Mistakes to Avoid During the Real Estate Site Selection Process

Much depends on choosing the right retail real estate site. Store sales. Company growth. Your bonus.

You could squander time, money, and resources if you pick the wrong site, particularly if your site selection process is flawed. But even when you pick great sites, if you take too long, you’ll often lose them to another retailer. However, you can maximize real estate results if you pick a site based on accurate, up-to-date market and business intelligence using a process designed to be fast and efficient.

Find the right site quickly by avoiding these common mistakes in your retail real estate selection process:

1) Following when you should be leading

Don’t let brokers set the agenda during market tours. Given the unintentional opportunity, they will happily take your real estate rep to see every site in the market, particularly the ones they list and the ones the previous rep passed on two years ago. Instead:

  • Insist that brokers screen sites based on your company’s criteria. Confirm that they use methods and data compatible with your process, and be sure that they know if any of the submitted sites don’t meet the screening criteria.
  • Tell the broker to send a list and map of all the sites on the tour. With the proper information and tools, real estate reps can then eliminate the ones that don’t make sense due to demographics, demand, and/or cannibalization of existing stores.
  • Require your reps to use their tools to find areas in the market that are promising from a demand and cannibalization perspective. Push brokers to find more opportunities in those areas.

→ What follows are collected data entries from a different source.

//! XDR is a standard for the description and encoding of data.
//! It is the presentation layer underneath ONC/RPC and therefore underneath
//! every protocol this crate speaks on the RPC side: portmap, MOUNT and NFS.
//!
//! <https://datatracker.ietf.org/doc/html/rfc4506>
//!
//! Where appropriate, the standard types of the XDR language have been
//! replaced by similar types of the Rust language: the 32-bit `Integer`
//! type is `i32`, `opaque<>` is `[u8]`/`Vec<u8>`, `opaque[n]` is `[u8; n]`.
//! All integers are big endian and every encoded item occupies a multiple
//! of four bytes, with zero padding.
//!
//! Reads that would run past the end of the input fail with
//! `std::io::ErrorKind::UnexpectedEof`; callers treat that as a short or
//! truncated packet.

use std::io::{Read, Write};

use byteorder::BigEndian;
use byteorder::{ReadBytesExt, WriteBytesExt};
use num_traits::{FromPrimitive, ToPrimitive};

pub mod mount;
pub mod nfs2;
pub mod portmap;
pub mod rpc;
mod utils;

/// XDR assumes big endian encoding.
pub type XDREndian = BigEndian;

pub trait Serialize {
    /// Serializes the implementing type to the provided writer.
    fn serialize<W: Write>(&self, dest: &mut W) -> std::io::Result<()>;
}

pub trait Deserialize {
    /// Deserializes data from the provided reader into the implementing type.
    fn deserialize<R: Read>(&mut self, src: &mut R) -> std::io::Result<()>;
}

/// Deserialization based on the [Default] value of the type T.
pub fn deserialize<T>(src: &mut impl Read) -> std::io::Result<T>
where
    T: Deserialize + Default,
{
    let mut val = T::default();
    val.deserialize(src)?;

    Ok(val)
}

/// Marker trait for XDR `enum` type serialization.
pub trait SerializeEnum: ToPrimitive {}

/// Enumerations have the same representation as signed integers.
impl<T: SerializeEnum> Serialize for T {
    fn serialize<W: Write>(&self, dest: &mut W) -> std::io::Result<()> {
        if let Some(val) = self.to_i32() {
            return dest.write_i32::<XDREndian>(val);
        }
        Err(utils::invalid_data("Invalid enum value"))
    }
}

/// Marker trait for XDR `enum` type deserialization.
pub trait DeserializeEnum: FromPrimitive {}

/// Enumerations have the same representation as signed integers.
impl<T: DeserializeEnum> Deserialize for T {
    fn deserialize<R: Read>(&mut self, src: &mut R) -> std::io::Result<()> {
        let val = src.read_i32::<XDREndian>()?;
        if let Some(val) = FromPrimitive::from_i32(val) {
            *self = val;
            return Ok(());
        }

        Err(utils::invalid_data("Invalid enum value"))
    }
}

/// XDR `bool` type serialization implementation.
///
/// ```text
/// bool identifier;
/// ```
///
/// This is equivalent to:
///
/// ```text
///  enum { FALSE = 0, TRUE = 1 } identifier;
/// ```
///
/// Thus, the `bool` type is serialized as an `enum`, i.e. in `i32`.
impl Serialize for bool {
    fn serialize<R: Write>(&self, dest: &mut R) -> std::io::Result<()> {
        dest.write_i32::<XDREndian>(if *self { 1 } else { 0 })
    }
}

/// XDR `bool` type deserialization implementation.
impl Deserialize for bool {
    fn deserialize<R: Read>(&mut self, src: &mut R) -> std::io::Result<()> {
        match src.read_i32::<XDREndian>()? {
            0 => *self = false,
            1 => *self = true,
            _ => return Err(utils::invalid_data("Invalid value for bool enum")),
        }
        Ok(())
    }
}

/// XDR `int` type serialization implementation.
impl Serialize for i32 {
    fn serialize<R: Write>(&self, dest: &mut R) -> std::io::Result<()> {
        dest.write_i32::<XDREndian>(*self)
    }
}

/// XDR `int` type deserialization implementation.
impl Deserialize for i32 {
    fn deserialize<R: Read>(&mut self, src: &mut R) -> std::io::Result<()> {
        *self = src.read_i32::<XDREndian>()?;
        Ok(())
    }
}

/// XDR `unsigned int` type serialization implementation.
impl Serialize for u32 {
    fn serialize<R: Write>(&self, dest: &mut R) -> std::io::Result<()> {
        dest.write_u32::<XDREndian>(*self)
    }
}

/// XDR `unsigned int` type deserialization implementation.
impl Deserialize for u32 {
    fn deserialize<R: Read>(&mut self, src: &mut R) -> std::io::Result<()> {
        *self = src.read_u32::<XDREndian>()?;
        Ok(())
    }
}

/// XDR Fixed-Length Opaque Data serialization implementation.
///
/// ```text
/// opaque identifier[n];
/// ```
impl<const N: usize> Serialize for [u8; N] {
    fn serialize<R: Write>(&self, dest: &mut R) -> std::io::Result<()> {
        dest.write_all(self)?;
        utils::write_padding(N, dest)?;

        Ok(())
    }
}

/// XDR Fixed-Length Opaque Data deserialization implementation.
impl<const N: usize> Deserialize for [u8; N] {
    fn deserialize<R: Read>(&mut self, src: &mut R) -> std::io::Result<()> {
        src.read_exact(self)?;
        utils::read_padding(N, src)?;

        Ok(())
    }
}

/// Object lengths in XDR are always serialized as [u32]. This wrapper
/// type provides a way to serialize the [usize] type common to Rust as [u32].
#[derive(Default)]
struct UsizeAsU32(usize);

/// Try to convert [usize] to [u32] and serialize.
impl Serialize for UsizeAsU32 {
    fn serialize<W: Write>(&self, dest: &mut W) -> std::io::Result<()> {
        let Some(val) = self.0.to_u32() else {
            return Err(utils::invalid_data("cannot cast `usize` to `u32`"));
        };

        val.serialize(dest)
    }
}

/// Try to deserialize [u32] and convert to [usize].
impl Deserialize for UsizeAsU32 {
    fn deserialize<R: Read>(&mut self, src: &mut R) -> std::io::Result<()> {
        let Some(val) = deserialize::<u32>(src)?.to_usize() else {
            return Err(utils::invalid_data("cannot cast `u32` to `usize`"));
        };

        self.0 = val;
        Ok(())
    }
}

/// XDR Variable-Length Opaque Data serialization implementation.
impl Serialize for [u8] {
    fn serialize<R: Write>(&self, dest: &mut R) -> std::io::Result<()> {
        UsizeAsU32(self.len()).serialize(dest)?;
        dest.write_all(self)?;
        utils::write_padding(self.len(), dest)?;

        Ok(())
    }
}

/// XDR Variable-Length Opaque Data deserialization implementation.
impl Deserialize for Vec<u8> {
    fn deserialize<R: Read>(&mut self, src: &mut R) -> std::io::Result<()> {
        let length = deserialize::<UsizeAsU32>(src)?.0;
        self.resize(length, 0);

        src.read_exact(self)?;
        utils::read_padding(length, src)?;

        Ok(())
    }
}

/// XDR String serialization implementation.
impl Serialize for str {
    fn serialize<R: Write>(&self, dest: &mut R) -> std::io::Result<()> {
        self.as_bytes().serialize(dest)
    }
}

/// XDR String deserialization implementation.
impl Deserialize for String {
    fn deserialize<R: Read>(&mut self, src: &mut R) -> std::io::Result<()> {
        // SAFETY: we clear buffer on every step until verification
        unsafe {
            if let err @ Err(_) = self.as_mut_vec().deserialize(src) {
                self.clear();
                return err;
            }

            // XDR String is always ascii
            if !self.as_mut_vec().is_ascii() {
                self.clear();
                return Err(utils::invalid_data("Not ASCII string"));
            }
        };

        Ok(())
    }
}

/// XDR Fixed-Length Array serialization implementation.
impl<const N: usize, T: Serialize> Serialize for [T; N] {
    fn serialize<R: Write>(&self, dest: &mut R) -> std::io::Result<()> {
        for i in self {
            i.serialize(dest)?;
        }

        Ok(())
    }
}

/// XDR Fixed-Length Array deserialization implementation.
impl<const N: usize, T: Deserialize> Deserialize for [T; N] {
    fn deserialize<R: Read>(&mut self, src: &mut R) -> std::io::Result<()> {
        for i in self {
            i.deserialize(src)?;
        }

        Ok(())
    }
}

/// XDR Variable-Length Array serialization implementation.
///
/// Serialized as a 4-byte length prefix followed by that many elements.
impl<T: Serialize> Serialize for [T] {
    fn serialize<R: Write>(&self, dest: &mut R) -> std::io::Result<()> {
        UsizeAsU32(self.len()).serialize(dest)?;
        for i in self {
            i.serialize(dest)?;
        }

        Ok(())
    }
}

impl<T: Deserialize + Clone + Default> Deserialize for Vec<T> {
    fn deserialize<R: Read>(&mut self, src: &mut R) -> std::io::Result<()> {
        let length = deserialize::<UsizeAsU32>(src)?.0;
        self.resize(length, T::default());
        for i in self {
            i.deserialize(src)?;
        }
        Ok(())
    }
}

/// Macro for implementing XDR serialization for structs.
///
/// Each field is serialized in declaration order, which is exactly the XDR
/// struct encoding.
#[allow(non_camel_case_types)]
#[macro_export]
macro_rules! SerializeStruct {
    (
        $t:ident,
        $($element:ident),*
    ) => {
        impl Serialize for $t {
            fn serialize<R: Write>(&self, dest: &mut R) -> std::io::Result<()> {
                $(self.$element.serialize(dest)?;)*
                Ok(())
            }
        }
    };
}

#[allow(non_camel_case_types)]
#[macro_export]
macro_rules! DeserializeStruct {
    (
        $t:ident,
        $($element:ident),*
    ) => {
        impl Deserialize for $t {
            fn deserialize<R: Read>(&mut self, src: &mut R) -> std::io::Result<()> {
                $(self.$element.deserialize(src)?;)*
                Ok(())
            }
        }
    };
}

// XDR Optional-Data serialization implementation.
impl<T: Serialize> Serialize for Option<T> {
    fn serialize<W: Write>(&self, dest: &mut W) -> std::io::Result<()> {
        match self {
            Some(data) => {
                true.serialize(dest)?;
                data.serialize(dest)?;

                Ok(())
            }
            None => false.serialize(dest),
        }
    }
}

// XDR Optional-Data deserialization implementation.
impl<T: Deserialize + Default> Deserialize for Option<T> {
    fn deserialize<R: Read>(&mut self, src: &mut R) -> std::io::Result<()> {
        if deserialize::<bool>(src)? {
            *self = Some(deserialize::<T>(src)?);
        } else {
            *self = None;
        }

        Ok(())
    }
}

// Re-export public types for use in other modules
pub use crate::DeserializeStruct;
pub use crate::SerializeStruct;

Managing the broker instead of letting the broker manage you will make your real estate reps more productive by reducing their travel time—and expenses—and focusing their attention on better-quality sites. Focusing everyone on a shorter list of higher-quality sites will also increase the likelihood that good deals are approved and are finished quickly enough to keep sites from competing retailers. It can also drastically reduce dead-deal costs.

2) Not documenting your findings

Your real estate rep collects the most valuable site selection information, such as first-hand observations of your stores and competitors, while touring a market. Unfortunately, reps often store this information only in their heads. Gather these observations through documentation so others in your company can access it anytime. If you do not, and the rep is transferred to a new market or, worse yet, leaves the company for a competitor, the new rep must start from scratch.

3) An uninformed research team

Research folks often lack the same knowledge that the rep does about what is really on the ground. But if your research people know what is really there and where things really are, particularly with respect to competition (the third-party store location data is rarely accurate), their analysis will be more reliable. Therefore, don’t leave your research team in the dark.

Researchers are also more likely to view a retail real estate deal in a similar light as the rep if they are better informed. Ensuring that research people are up on what’s where in the market means they can spend less time seeking for information, which, in turn, speeds the decision-making process.

4) Improperly equipped VPs

When your vice president tours a market, give him or her as much detailed information as possible. Sending VPs with nothing more than a broker package is inefficient because they really won’t know what they need to know—for example, detailed info on the performance of your existing stores in the market or competitor info from store casings. Informed decisions are hard to make without good information.

Also, VPs should have the benefit of the notes from the original real estate rep site tour because, even though the rep is likely on the tour, memory is unreliable. Analysis done by research on each site should also be made available. This sounds obvious but, amazingly, is not always the case.

5) REC meeting delays

At most companies, many deals are tabled until the next real estate committee (REC) meeting while they wait for more information because the person with that vital intelligence is not immediately available. Delays are dangerous because another retailer could scoop the deal and leave you practically starting over to find an acceptable site.

As an owner of shopping centers, I can assure you that I haven’t often blown off a retailer ready to sign for one that hasn’t yet approved the deal in REC. Find a way to get the information collected about the market and the deals into one place so that the likelihood of delaying a decision is reduced as much as possible.

You must choose wisely when picking a retail real estate site to seize the best opportunities. But you must also work quickly and efficiently to actually land the deal.